> **DESCRIPTION OF THE TASK**: Your answer must be an exact copy of every record below.

> **EXTRACTED DATA**:
Segment Open

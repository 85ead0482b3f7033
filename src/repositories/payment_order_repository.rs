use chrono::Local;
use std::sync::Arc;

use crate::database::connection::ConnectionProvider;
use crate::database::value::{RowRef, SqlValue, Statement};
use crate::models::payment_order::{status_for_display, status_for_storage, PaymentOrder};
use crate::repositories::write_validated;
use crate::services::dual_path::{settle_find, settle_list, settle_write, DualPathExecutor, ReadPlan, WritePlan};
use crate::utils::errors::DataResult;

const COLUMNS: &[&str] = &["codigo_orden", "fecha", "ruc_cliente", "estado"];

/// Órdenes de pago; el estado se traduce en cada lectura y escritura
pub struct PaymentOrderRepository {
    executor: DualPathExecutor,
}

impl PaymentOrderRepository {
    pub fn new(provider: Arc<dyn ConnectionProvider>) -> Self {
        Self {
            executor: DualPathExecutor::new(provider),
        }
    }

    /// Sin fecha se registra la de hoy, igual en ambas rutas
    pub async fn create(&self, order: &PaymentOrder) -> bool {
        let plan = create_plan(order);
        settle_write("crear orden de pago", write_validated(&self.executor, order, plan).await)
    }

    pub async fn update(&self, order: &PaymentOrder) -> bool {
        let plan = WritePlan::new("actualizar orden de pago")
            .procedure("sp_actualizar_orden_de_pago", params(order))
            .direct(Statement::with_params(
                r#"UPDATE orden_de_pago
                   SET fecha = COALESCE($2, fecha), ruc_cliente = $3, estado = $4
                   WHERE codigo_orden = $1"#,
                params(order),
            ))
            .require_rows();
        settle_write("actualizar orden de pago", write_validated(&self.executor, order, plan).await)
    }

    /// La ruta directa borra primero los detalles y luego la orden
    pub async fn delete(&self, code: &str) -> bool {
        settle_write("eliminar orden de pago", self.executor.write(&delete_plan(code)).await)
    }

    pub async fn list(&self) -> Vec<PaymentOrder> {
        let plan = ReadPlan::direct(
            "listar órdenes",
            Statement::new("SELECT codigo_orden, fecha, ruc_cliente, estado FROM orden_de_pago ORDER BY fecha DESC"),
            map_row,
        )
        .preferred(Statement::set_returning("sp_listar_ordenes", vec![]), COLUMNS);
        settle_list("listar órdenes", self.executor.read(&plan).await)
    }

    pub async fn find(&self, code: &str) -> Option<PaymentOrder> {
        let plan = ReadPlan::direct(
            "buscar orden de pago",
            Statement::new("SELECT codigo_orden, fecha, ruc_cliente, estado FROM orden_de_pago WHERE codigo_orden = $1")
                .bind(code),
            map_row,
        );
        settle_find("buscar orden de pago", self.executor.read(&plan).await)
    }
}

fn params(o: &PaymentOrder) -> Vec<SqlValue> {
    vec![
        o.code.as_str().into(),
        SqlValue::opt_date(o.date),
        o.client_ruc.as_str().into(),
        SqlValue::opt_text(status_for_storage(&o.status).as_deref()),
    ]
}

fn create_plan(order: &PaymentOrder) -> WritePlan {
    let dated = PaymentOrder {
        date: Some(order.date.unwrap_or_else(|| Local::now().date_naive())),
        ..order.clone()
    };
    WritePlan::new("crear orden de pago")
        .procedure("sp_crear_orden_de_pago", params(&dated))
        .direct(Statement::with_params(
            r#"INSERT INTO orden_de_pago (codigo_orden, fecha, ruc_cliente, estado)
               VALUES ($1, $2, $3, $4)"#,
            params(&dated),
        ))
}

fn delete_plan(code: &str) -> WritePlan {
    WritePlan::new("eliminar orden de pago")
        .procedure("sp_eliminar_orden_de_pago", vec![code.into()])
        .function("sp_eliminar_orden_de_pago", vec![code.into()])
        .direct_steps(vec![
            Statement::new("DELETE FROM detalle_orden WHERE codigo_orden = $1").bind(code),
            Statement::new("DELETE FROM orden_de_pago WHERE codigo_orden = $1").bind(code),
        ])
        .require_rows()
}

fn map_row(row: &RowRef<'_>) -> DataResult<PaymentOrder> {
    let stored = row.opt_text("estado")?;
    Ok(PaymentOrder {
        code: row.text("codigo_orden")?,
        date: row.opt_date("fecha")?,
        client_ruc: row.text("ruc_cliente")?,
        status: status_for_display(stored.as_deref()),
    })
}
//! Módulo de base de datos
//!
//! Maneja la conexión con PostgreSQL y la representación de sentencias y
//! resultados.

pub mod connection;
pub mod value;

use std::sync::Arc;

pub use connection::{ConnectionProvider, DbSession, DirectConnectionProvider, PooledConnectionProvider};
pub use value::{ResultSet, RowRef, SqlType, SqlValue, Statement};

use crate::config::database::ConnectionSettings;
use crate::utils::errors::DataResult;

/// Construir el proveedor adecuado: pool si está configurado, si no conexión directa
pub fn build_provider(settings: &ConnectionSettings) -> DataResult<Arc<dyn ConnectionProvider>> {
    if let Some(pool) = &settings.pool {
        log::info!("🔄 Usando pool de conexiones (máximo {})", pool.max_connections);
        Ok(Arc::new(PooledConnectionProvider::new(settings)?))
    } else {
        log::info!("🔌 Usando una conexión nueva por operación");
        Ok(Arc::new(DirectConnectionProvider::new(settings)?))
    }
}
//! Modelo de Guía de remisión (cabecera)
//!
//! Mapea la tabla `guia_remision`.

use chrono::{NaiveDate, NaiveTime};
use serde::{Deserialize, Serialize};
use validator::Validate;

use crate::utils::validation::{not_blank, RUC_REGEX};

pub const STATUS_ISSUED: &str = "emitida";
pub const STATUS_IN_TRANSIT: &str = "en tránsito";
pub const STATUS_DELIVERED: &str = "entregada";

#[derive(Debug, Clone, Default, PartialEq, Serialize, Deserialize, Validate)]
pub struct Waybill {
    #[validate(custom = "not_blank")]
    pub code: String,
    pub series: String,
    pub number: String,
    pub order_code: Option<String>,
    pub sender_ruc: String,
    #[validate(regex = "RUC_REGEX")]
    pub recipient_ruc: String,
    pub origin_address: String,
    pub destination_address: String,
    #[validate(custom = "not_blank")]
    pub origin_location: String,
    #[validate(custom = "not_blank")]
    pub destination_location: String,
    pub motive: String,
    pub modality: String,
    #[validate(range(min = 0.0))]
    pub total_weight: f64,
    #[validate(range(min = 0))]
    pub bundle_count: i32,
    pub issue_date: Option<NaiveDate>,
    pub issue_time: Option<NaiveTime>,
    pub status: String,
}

Segment Closed

> **RESULT OF THE TASK**:
repository 85ead0482b3f7033
filename src/repositories/payment_order_repository.rs
use chrono::Local;
use std::sync::Arc;

use crate::database::connection::ConnectionProvider;
use crate::database::value::{RowRef, SqlValue, Statement};
use crate::models::payment_order::{status_for_display, status_for_storage, PaymentOrder};
use crate::repositories::write_validated;
use crate::services::dual_path::{settle_find, settle_list, settle_write, DualPathExecutor, ReadPlan, WritePlan};
use crate::utils::errors::DataResult;

const COLUMNS: &[&str] = &["codigo_orden", "fecha", "ruc_cliente", "estado"];

/// Órdenes de pago; el estado se traduce en cada lectura y escritura
pub struct PaymentOrderRepository {
    executor: DualPathExecutor,
}

impl PaymentOrderRepository {
    pub fn new(provider: Arc<dyn ConnectionProvider>) -> Self {
        Self {
            executor: DualPathExecutor::new(provider),
        }
    }

    /// Sin fecha se registra la de hoy, igual en ambas rutas
    pub async fn create(&self, order: &PaymentOrder) -> bool {
        let plan = create_plan(order);
        settle_write("crear orden de pago", write_validated(&self.executor, order, plan).await)
    }

    pub async fn update(&self, order: &PaymentOrder) -> bool {
        let plan = WritePlan::new("actualizar orden de pago")
            .procedure("sp_actualizar_orden_de_pago", params(order))
            .direct(Statement::with_params(
                r#"UPDATE orden_de_pago
                   SET fecha = COALESCE($2, fecha), ruc_cliente = $3, estado = $4
                   WHERE codigo_orden = $1"#,
                params(order),
            ))
            .require_rows();
        settle_write("actualizar orden de pago", write_validated(&self.executor, order, plan).await)
    }

    /// La ruta directa borra primero los detalles y luego la orden
    pub async fn delete(&self, code: &str) -> bool {
        settle_write("eliminar orden de pago", self.executor.write(&delete_plan(code)).await)
    }

    pub async fn list(&self) -> Vec<PaymentOrder> {
        let plan = ReadPlan::direct(
            "listar órdenes",
            Statement::new("SELECT codigo_orden, fecha, ruc_cliente, estado FROM orden_de_pago ORDER BY fecha DESC"),
            map_row,
        )
        .preferred(Statement::set_returning("sp_listar_ordenes", vec![]), COLUMNS);
        settle_list("listar órdenes", self.executor.read(&plan).await)
    }

    pub async fn find(&self, code: &str) -> Option<PaymentOrder> {
        let plan = ReadPlan::direct(
            "buscar orden de pago",
            Statement::new("SELECT codigo_orden, fecha, ruc_cliente, estado FROM orden_de_pago WHERE codigo_orden = $1")
                .bind(code),
            map_row,
        );
        settle_find("buscar orden de pago", self.executor.read(&plan).await)
    }
}

fn params(o: &PaymentOrder) -> Vec<SqlValue> {
    vec![
        o.code.as_str().into(),
        SqlValue::opt_date(o.date),
        o.client_ruc.as_str().into(),
        SqlValue::opt_text(status_for_storage(&o.status).as_deref()),
    ]
}

fn create_plan(order: &PaymentOrder) -> WritePlan {
    let dated = PaymentOrder {
        date: Some(order.date.unwrap_or_else(|| Local::now().date_naive())),
        ..order.clone()
    };
    WritePlan::new("crear orden de pago")
        .procedure("sp_crear_orden_de_pago", params(&dated))
        .direct(Statement::with_params(
            r#"INSERT INTO orden_de_pago (codigo_orden, fecha, ruc_cliente, estado)
               VALUES ($1, $2, $3, $4)"#,
            params(&dated),
        ))
}

fn delete_plan(code: &str) -> WritePlan {
    WritePlan::new("eliminar orden de pago")
        .procedure("sp_eliminar_orden_de_pago", vec![code.into()])
        .function("sp_eliminar_orden_de_pago", vec![code.into()])
        .direct_steps(vec![
            Statement::new("DELETE FROM detalle_orden WHERE codigo_orden = $1").bind(code),
            Statement::new("DELETE FROM orden_de_pago WHERE codigo_orden = $1").bind(code),
        ])
        .require_rows()
}

fn map_row(row: &RowRef<'_>) -> DataResult<PaymentOrder> {
    let stored = row.opt_text("estado")?;
    Ok(PaymentOrder {
        code: row.text("codigo_orden")?,
        date: row.opt_date("fecha")?,
        client_ruc: row.text("ruc_cliente")?,
        status: status_for_display(stored.as_deref()),
    })
}
//! Módulo de base de datos
//!
//! Maneja la conexión con PostgreSQL y la representación de sentencias y
//! resultados.

pub mod connection;
pub mod value;

use std::sync::Arc;

pub use connection::{ConnectionProvider, DbSession, DirectConnectionProvider, PooledConnectionProvider};
pub use value::{ResultSet, RowRef, SqlType, SqlValue, Statement};

use crate::config::database::ConnectionSettings;
use crate::utils::errors::DataResult;

/// Construir el proveedor adecuado: pool si está configurado, si no conexión directa
pub fn build_provider(settings: &ConnectionSettings) -> DataResult<Arc<dyn ConnectionProvider>> {
    if let Some(pool) = &settings.pool {
        log::info!("🔄 Usando pool de conexiones (máximo {})", pool.max_connections);
        Ok(Arc::new(PooledConnectionProvider::new(settings)?))
    } else {
        log::info!("🔌 Usando una conexión nueva por operación");
        Ok(Arc::new(DirectConnectionProvider::new(settings)?))
    }
}
//! Modelo de Guía de remisión (cabecera)
//!
//! Mapea la tabla `guia_remision`.

use chrono::{NaiveDate, NaiveTime};
use serde::{Deserialize, Serialize};
use validator::Validate;

use crate::utils::validation::{not_blank, RUC_REGEX};

pub const STATUS_ISSUED: &str = "emitida";
pub const STATUS_IN_TRANSIT: &str = "en tránsito";
pub const STATUS_DELIVERED: &str = "entregada";

#[derive(Debug, Clone, Default, PartialEq, Serialize, Deserialize, Validate)]
pub struct Waybill {
    #[validate(custom = "not_blank")]
    pub code: String,
    pub series: String,
    pub number: String,
    pub order_code: Option<String>,
    pub sender_ruc: String,
    #[validate(regex = "RUC_REGEX")]
    pub recipient_ruc: String,
    pub origin_address: String,
    pub destination_address: String,
    #[validate(custom = "not_blank")]
    pub origin_location: String,
    #[validate(custom = "not_blank")]
    pub destination_location: String,
    pub motive: String,
    pub modality: String,
    #[validate(range(min = 0.0))]
    pub total_weight: f64,
    #[validate(range(min = 0))]
    pub bundle_count: i32,
    pub issue_date: Option<NaiveDate>,
    pub issue_time: Option<NaiveTime>,
    pub status: String,
}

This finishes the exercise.